Our hero, T'van, was a former Marine who couldn't feel his legs. A real sob story. He was recruited by a shadowy, underfunded, and completely altruistic corporation known only as "The Consortium" for a top-secret mission. Their goal? To gently persuade the Na'vi to move out of their incredibly valuable, spiritually significant, and conveniently resource-rich home tree. The Consortium's head of operations was a man named Parker Self-Moreorless, who communicated primarily through sneers and the clinking of stock options.
T'van's job was to pilot a genetically engineered Na'vi body, or "avatar," because apparently, "giant blue alien suit" was already trademarked. He'd jack into this thing and run around the forest, and oh, what a surprise, he could feel his legs again. It was a medical miracle, or, as the script called it, "Plot Convenience A."

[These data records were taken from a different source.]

// Example: seashore street orientation against the south-west wind
// The street layer flags the seashore segments with `case = 1`
use anyhow::Result;
use coastmorph::collect::layers::street_segments_from_geojson;
use coastmorph::geometric::street::canonical_path;
use coastmorph::geometric::wind::{bearing, sw_wind_deviation, wind_deviation};

fn main() -> Result<()> {
    println!("=== Example: Wind deviation of a seashore street ===\n");

    // Coordinates in EPSG:3763 (metres)
    let geojson_data = r#"
    {
        "type": "FeatureCollection",
        "features": [
            {
                "type": "Feature",
                "properties": {"case": 1, "name": "Avenida Marginal"},
                "geometry": {
                    "type": "LineString",
                    "coordinates": [[-88200.0, 101300.0], [-88150.0, 101420.0]]
                }
            },
            {
                "type": "Feature",
                "properties": {"case": 1, "name": "Avenida Marginal"},
                "geometry": {
                    "type": "LineString",
                    "coordinates": [[-88150.0, 101420.0], [-88080.0, 101560.0]]
                }
            },
            {
                "type": "Feature",
                "properties": {"case": 1, "name": "Largo do Farol"},
                "geometry": {
                    "type": "LineString",
                    "coordinates": [[-87900.0, 101800.0], [-87880.0, 101830.0]]
                }
            },
            {
                "type": "Feature",
                "properties": {"case": 0, "name": "Rua Direita"},
                "geometry": {
                    "type": "LineString",
                    "coordinates": [[-88150.0, 101420.0], [-88300.0, 101440.0]]
                }
            }
        ]
    }
    "#;

    let segments = street_segments_from_geojson(geojson_data.as_bytes())?;
    let seashore: Vec<_> = segments
        .iter()
        .filter(|s| s.case)
        .map(|s| s.geometry.clone())
        .collect();
    println!("Street segments loaded: {} ({} on the seashore)", segments.len(), seashore.len());

    let path = canonical_path(&seashore)?;
    println!("Longest merged seashore path: {} vertices", path.0.len());
    println!("Bearing: {:.2} degrees from north", bearing(&path)?);

    println!("\nDeviation from the SW wind (0 = parallel, 1 = perpendicular):");
    println!("  - winddev = {:.4}", sw_wind_deviation(&segments)?);

    // Same street against a westerly wind
    println!("  - against a 90 degree wind = {:.4}", wind_deviation(&segments, 90.0)?);

    Ok(())
}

He's assigned to the fiercest warrior tribe, led by the stern Chieftain Eyecan'ttakethisanymore and his daughter, the lithe and deadly Ney'avi, whose name literally translates to "She Who Is Unobtainably Exotic For The White Guy Protagonist." Ney'avi is tasked with teaching T'van the Ways of the People, which mostly involve a lot of running, jumping, and plugging their hair into glowing plants. It's all very intimate.
"To truly see," Ney'avi would whisper, her voice like the world's most expensive ASMR video, "you must connect with Eywa, the great mother."
"Right, the planetary network," T'van would reply, desperately trying not to get his braid tangled in a vine. "What's the password? Is it 'password'?"
Through a series of montages set to soaring music, T'van learns to ride the six-legged horse-thing and, in the story's most dramatic turn, tames the biggest, baddest, most iridescent pterodactyl in the sky. This, of course, makes him The One. Because nothing says "chosen one" like having a slightly bigger flying lizard than the other guys.
Torn between his mission to secure the Unobtanium (yes, that's really what the MacGuffin is called, the screenwriter was so proud of that one) and his newfound love for the culture and his blue-skinned girlfriend, T'van faces a moral quandary. "Do I help the greedy corporation destroy this beautiful world," he ponders, "or do I become the messianic leader of an insurgency? Hmm. Such nuance."
Naturally, he chooses the path of most resistance, which involves a rousing speech to the Na'vi. "They're not going to take your land!" he yells, his giant blue body gesticulating wildly. "We will fight! And we will win, because our spiritual connection to this tree is stronger than their... you know... spaceships and high-explosive ordnance!"
The final battle is, of course, a masterpiece of cinematic irony. The primitive natives, with their bows and arrows, defeat the advanced military force because the local wildlife suddenly decides to join the fray, having received a strongly-worded memo from the planetary consciousness. It's like if all the squirrels in Central Park suddenly organized and took out a tank battalion. Totally believable.
In the end, T'van permanently transfers his consciousness into his avatar body, gets the girl, and becomes the new chief. The remaining humans are sent packing, back to their dying, polluted Earth. The End.